Records provided -
================================

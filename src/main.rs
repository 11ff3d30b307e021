use async_trait::async_trait;
use bond_core::{Chain, GenesisConfig, GenesisMetadata, InitialAllocation, NetworkParams};
use clap::{Args, Parser, Subcommand};
use mesh::sync::{SyncConfig, SyncMachine};
use mesh::{classify_frame, Classified, DutyCycleManager, FloodCache, MeshPayload, MeshProtocol, Reassembler, ReassemblyConfig};
use persistence::{BatchOp, KeyValue, MemoryStore, SledStore, Store, Sublevel};
use rand::RngCore;
use shared::crypto::{KeyPair, SignatureAlgorithm};
use shared::types::{NetworkType, Region};
use std::time::Duration;
use tracing::{info, warn, Level};

mod network;
use network::{start_network, MeshNetworkConfig};

#[derive(Parser)]
#[command(name = "lora-utxo-node")]
#[command(about = "UTXO blockchain node for hybrid LoRa-mesh / internet topologies")]
#[command(version)]
struct Cli {
    #[command(subcommand)]
    command: Option<Commands>,
}

#[derive(Subcommand)]
enum Commands {
    /// Start the node: internet gossip transport, mesh protocol, and periodic status output.
    Start(StartArgs),
    /// Print node identity and configuration without starting the network.
    Status(StartArgs),
    /// Print version information.
    Version,
}

#[derive(Args, Clone)]
struct StartArgs {
    /// Port to listen on (0 for random).
    #[arg(short, long, default_value = "0")]
    port: u16,

    /// Bootstrap peer multiaddrs to dial at startup.
    #[arg(short, long)]
    bootstrap: Vec<String>,

    /// Radio regulatory region governing duty-cycle admission control.
    #[arg(long, value_enum, default_value = "eu")]
    region: RegionArg,

    /// Directory for persistent storage. Omit to run with an in-memory store.
    #[arg(long)]
    data_dir: Option<String>,

    /// Log level (trace, debug, info, warn, error).
    #[arg(long, default_value = "info")]
    log_level: String,
}

#[derive(clap::ValueEnum, Clone, Copy, Debug)]
enum RegionArg {
    Eu,
    Us,
    Ca,
    Mx,
    Au,
    Nz,
    Jp,
    In,
    Cn,
    Kr,
    Br,
    Ar,
    Ru,
    Za,
    Custom,
}

impl From<RegionArg> for Region {
    fn from(arg: RegionArg) -> Self {
        match arg {
            RegionArg::Eu => Self::Eu,
            RegionArg::Us => Self::Us,
            RegionArg::Ca => Self::Ca,
            RegionArg::Mx => Self::Mx,
            RegionArg::Au => Self::Au,
            RegionArg::Nz => Self::Nz,
            RegionArg::Jp => Self::Jp,
            RegionArg::In => Self::In,
            RegionArg::Cn => Self::Cn,
            RegionArg::Kr => Self::Kr,
            RegionArg::Br => Self::Br,
            RegionArg::Ar => Self::Ar,
            RegionArg::Ru => Self::Ru,
            RegionArg::Za => Self::Za,
            RegionArg::Custom => Self::Custom,
        }
    }
}

#[tokio::main]
async fn main() -> shared::Result<()> {
    let cli = Cli::parse();

    match &cli.command {
        Some(Commands::Start(args)) => run_node(args).await,
        Some(Commands::Status(args)) => show_status(args).await,
        Some(Commands::Version) | None => {
            show_version();
            Ok(())
        }
    }
}

fn init_logging(log_level: &str) {
    let level = match log_level {
        "trace" => Level::TRACE,
        "debug" => Level::DEBUG,
        "warn" => Level::WARN,
        "error" => Level::ERROR,
        _ => Level::INFO,
    };
    tracing_subscriber::fmt().with_max_level(level).init();
}

/// Either storage backend, behind the one `Store` impl the rest of the
/// node programs against. A trait object would hide `get_typed`/
/// `put_typed` (they require `Self: Sized`), which `bond-core`'s and
/// `mesh`'s persistence paths depend on, so callers need a concrete,
/// `Sized` type rather than `dyn Store`.
enum AnyStore {
    Sled(SledStore),
    Memory(MemoryStore),
}

#[async_trait]
impl Store for AnyStore {
    async fn get(&self, sublevel: Sublevel, key: &str) -> shared::Result<Option<Vec<u8>>> {
        match self {
            Self::Sled(s) => s.get(sublevel, key).await,
            Self::Memory(s) => s.get(sublevel, key).await,
        }
    }

    async fn put(&self, sublevel: Sublevel, key: &str, value: Vec<u8>) -> shared::Result<()> {
        match self {
            Self::Sled(s) => s.put(sublevel, key, value).await,
            Self::Memory(s) => s.put(sublevel, key, value).await,
        }
    }

    async fn del(&self, sublevel: Sublevel, key: &str) -> shared::Result<()> {
        match self {
            Self::Sled(s) => s.del(sublevel, key).await,
            Self::Memory(s) => s.del(sublevel, key).await,
        }
    }

    async fn batch(&self, ops: Vec<BatchOp>) -> shared::Result<()> {
        match self {
            Self::Sled(s) => s.batch(ops).await,
            Self::Memory(s) => s.batch(ops).await,
        }
    }

    async fn iterate(&self, sublevel: Sublevel, start: Option<&str>, end: Option<&str>, limit: usize, reverse: bool) -> shared::Result<Vec<KeyValue>> {
        match self {
            Self::Sled(s) => s.iterate(sublevel, start, end, limit, reverse).await,
            Self::Memory(s) => s.iterate(sublevel, start, end, limit, reverse).await,
        }
    }
}

/// Opens the configured store, or falls back to an in-memory one.
fn open_store(data_dir: &Option<String>) -> shared::Result<AnyStore> {
    match data_dir {
        Some(dir) => Ok(AnyStore::Sled(SledStore::open(dir)?)),
        None => Ok(AnyStore::Memory(MemoryStore::new())),
    }
}

/// The node's identity is a 16-byte random hex string, generated once
/// and persisted under `Sublevel::Metadata` so it survives restarts.
async fn load_or_generate_node_id<S: Store>(store: &S) -> shared::Result<String> {
    if let Some(bytes) = store.get(Sublevel::Metadata, "node_id").await? {
        return Ok(String::from_utf8_lossy(&bytes).to_string());
    }
    let mut raw = [0u8; 16];
    rand::rngs::OsRng.fill_bytes(&mut raw);
    let node_id = hex::encode(raw);
    store.put(Sublevel::Metadata, "node_id", node_id.as_bytes().to_vec()).await?;
    Ok(node_id)
}

fn devnet_genesis() -> GenesisConfig {
    GenesisConfig {
        chain_id: "lora-utxo-devnet-v1".to_string(),
        network_name: "lora-utxo-devnet".to_string(),
        version: env!("CARGO_PKG_VERSION").to_string(),
        total_supply: 21_000_000,
        initial_allocations: vec![InitialAllocation { address: "lora1genesisallocation00000000000".to_string(), amount: 1_000_000 }],
        network_params: NetworkParams {
            initial_difficulty: 1,
            target_block_time_secs: 600,
            adjustment_period: 10,
            max_difficulty_ratio: 4.0,
            max_block_size: 4 * 1024 * 1024,
            mining_reward: 5000,
            halving_interval: 210_000,
        },
        metadata: GenesisMetadata {
            timestamp: 1_700_000_000_000,
            description: "devnet genesis for local testing".to_string(),
            creator: "node-dev-team".to_string(),
            network_type: NetworkType::Devnet,
        },
    }
}

async fn run_node(args: &StartArgs) -> shared::Result<()> {
    init_logging(&args.log_level);

    let store = open_store(&args.data_dir)?;
    let node_id = load_or_generate_node_id(&store).await?;
    let region: Region = args.region.into();
    info!(%node_id, ?region, "starting node");

    let chain = Chain::load_or_init(&store, devnet_genesis(), chrono::Utc::now().timestamp_millis()).await?;
    info!(height = chain.height(), "chain loaded");

    let mut sync_machine = SyncMachine::new(SyncConfig::default());
    if sync_machine.load_and_resume(&store).await? {
        info!(state = ?sync_machine.state(), "resumed sync from persisted checkpoint");
    }

    let keypair = KeyPair::generate(SignatureAlgorithm::Ed25519)?;

    let network_config = MeshNetworkConfig { listen_port: args.port, bootstrap_peers: args.bootstrap.clone(), ..MeshNetworkConfig::default() };
    let (transport, peer_id, mut inbound) = start_network(network_config).await?;
    info!(%peer_id, "libp2p transport ready");

    let mut protocol = MeshProtocol::new(node_id.clone(), transport);
    let mut duty_cycle = DutyCycleManager::new(region, Duration::from_secs(3600), false);
    let mut flood_cache = FloodCache::new(Duration::from_secs(120));
    let mut reassembler = Reassembler::new(ReassemblyConfig::default());

    let mut status_interval = tokio::time::interval(Duration::from_secs(30));
    let mut heartbeat_interval = tokio::time::interval(mesh::protocol::HEARTBEAT_INTERVAL);
    let mut ticker = tokio::time::interval(Duration::from_secs(1));

    info!("node running, press Ctrl+C to stop");
    loop {
        tokio::select! {
            frame = inbound.recv() => {
                let Some(frame) = frame else {
                    warn!("network task ended, shutting down");
                    break;
                };
                handle_inbound_frame(&frame.from_peer, &frame.bytes, &mut protocol, &mut flood_cache, &mut reassembler);
            }
            _ = heartbeat_interval.tick() => {
                let payload = MeshPayload::Heartbeat { node_id: node_id.clone(), height: chain.height(), supports_fragmentation: true };
                if let Err(e) = protocol.send_message("broadcast", payload, &keypair, false).await {
                    warn!(error = %e, "failed to broadcast heartbeat");
                }
            }
            _ = ticker.tick() => {
                duty_cycle.advance(Duration::from_secs(1));
            }
            _ = status_interval.tick() => {
                let stats = chain.stats();
                let dc_stats = duty_cycle.stats();
                info!(
                    height = stats.height,
                    difficulty = stats.current_difficulty,
                    utxos = stats.utxo_count,
                    peers = protocol.neighbors().len(),
                    duty_cycle = dc_stats.current_duty_cycle,
                    "status",
                );
                if let Err(e) = sync_machine.persist_checkpoint(&store).await {
                    warn!(error = %e, "failed to persist sync checkpoint");
                }
            }
            _ = tokio::signal::ctrl_c() => {
                info!("received SIGINT, shutting down");
                break;
            }
        }
    }

    Ok(())
}

fn handle_inbound_frame(
    from_peer: &str,
    bytes: &[u8],
    protocol: &mut MeshProtocol<network::GossipTransport>,
    flood_cache: &mut FloodCache,
    reassembler: &mut Reassembler,
) {
    match classify_frame(bytes) {
        Ok(Classified::Complete(envelope)) => {
            dispatch_envelope(from_peer, &envelope, protocol, flood_cache);
        }
        Ok(Classified::Fragment(fragment)) => match reassembler.add_fragment(fragment) {
            mesh::FragmentOutcome::MessageComplete(payload) => match classify_frame(&payload) {
                Ok(Classified::Complete(envelope)) => dispatch_envelope(from_peer, &envelope, protocol, flood_cache),
                Ok(Classified::Fragment(_)) => warn!("reassembled payload is itself a fragment, dropping"),
                Err(e) => warn!(error = %e, "reassembled payload is not a valid envelope"),
            },
            mesh::FragmentOutcome::InvalidFragment(reason) => warn!(reason, "invalid fragment"),
            mesh::FragmentOutcome::FragmentAdded | mesh::FragmentOutcome::DuplicateFragment => {}
        },
        Err(e) => warn!(%from_peer, error = %e, "failed to classify inbound frame"),
    }
}

fn dispatch_envelope(from_peer: &str, envelope: &mesh::Envelope, protocol: &mut MeshProtocol<network::GossipTransport>, flood_cache: &mut FloodCache) {
    if !flood_cache.observe(&envelope.origin, envelope.sequence) {
        return;
    }
    match &envelope.payload {
        MeshPayload::Heartbeat { node_id, height, .. } => {
            protocol.record_heartbeat(node_id.clone(), chrono::Utc::now().timestamp(), 1.0, 1);
            info!(%node_id, height, "heartbeat received");
        }
        MeshPayload::Transaction(tx) => info!(%from_peer, txid = %tx.id, "transaction received"),
        MeshPayload::Block(block) => info!(%from_peer, height = block.index, "block received"),
        MeshPayload::MerkleProof(compressed) => match bond_core::merkle::decompress(compressed) {
            Ok(proof) => info!(%from_peer, txid = %proof.transaction_id, steps = proof.proof.len(), "merkle proof received"),
            Err(e) => warn!(%from_peer, error = %e, "failed to decompress merkle proof"),
        },
        MeshPayload::BlockRequest { from_height, to_height } => info!(%from_peer, from_height, to_height, "block request received"),
        MeshPayload::SyncRequest { height } => info!(%from_peer, height, "sync request received"),
        MeshPayload::PeerListRequest => info!(%from_peer, "peer list request received"),
        MeshPayload::PeerListResponse { peers } => info!(%from_peer, count = peers.len(), "peer list response received"),
    }
}

async fn show_status(args: &StartArgs) -> shared::Result<()> {
    let store = open_store(&args.data_dir)?;
    let node_id = load_or_generate_node_id(&store).await?;
    let region: Region = args.region.into();
    let chain = Chain::load_or_init(&store, devnet_genesis(), chrono::Utc::now().timestamp_millis()).await?;
    let stats = chain.stats();

    println!("node id:    {node_id}");
    println!("region:     {region:?}");
    println!("height:     {}", stats.height);
    println!("difficulty: {}", stats.current_difficulty);
    println!("utxos:      {}", stats.utxo_count);
    Ok(())
}

fn show_version() {
    println!("lora-utxo-node {}", env!("CARGO_PKG_VERSION"));
}
//! Value encoding: bincode, optionally gzip-framed.

use serde::{de::DeserializeOwned, Serialize};
use shared::{BlockchainError, Result};
use std::io::{Read, Write};

/// Magic byte prepended to gzip-framed values so a reader can tell a
/// compressed value from a raw bincode one without an out-of-band flag.
const GZIP_MAGIC: u8 = 0x1f;

/// Encodes a value as bincode, gzip-framing it when `compress` is set.
pub fn encode<T: Serialize>(value: &T, compress: bool) -> Result<Vec<u8>> {
    let raw = bincode::serialize(value).map_err(|e| BlockchainError::SerializationError(e.to_string()))?;
    if !compress {
        return Ok(raw);
    }
    let mut encoder = flate2::write::GzEncoder::new(Vec::new(), flate2::Compression::default());
    encoder
        .write_all(&raw)
        .map_err(|e| BlockchainError::IoFailure(e.to_string()))?;
    let framed = encoder.finish().map_err(|e| BlockchainError::IoFailure(e.to_string()))?;
    Ok(framed)
}

/// Decodes a value previously produced by [`encode`], transparently
/// detecting the gzip frame by its magic byte.
///
/// # Errors
///
/// Returns `Corrupt` if the bytes are neither valid bincode nor a
/// valid gzip-framed bincode payload. Callers reading from the store
/// are expected to downgrade `Corrupt` to a logged warning and a
/// not-found result rather than propagate it as fatal.
pub fn decode<T: DeserializeOwned>(bytes: &[u8]) -> Result<T> {
    let raw = if bytes.first() == Some(&GZIP_MAGIC) {
        let mut decoder = flate2::read::GzDecoder::new(bytes);
        let mut out = Vec::new();
        decoder
            .read_to_end(&mut out)
            .map_err(|e| BlockchainError::Corrupt(format!("gzip frame: {e}")))?;
        out
    } else {
        bytes.to_vec()
    };
    bincode::deserialize(&raw).map_err(|e| BlockchainError::Corrupt(format!("bincode payload: {e}")))
}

================================

Each line that includes the word "false" counts once; report how many such lines the entries have, and nothing else.

2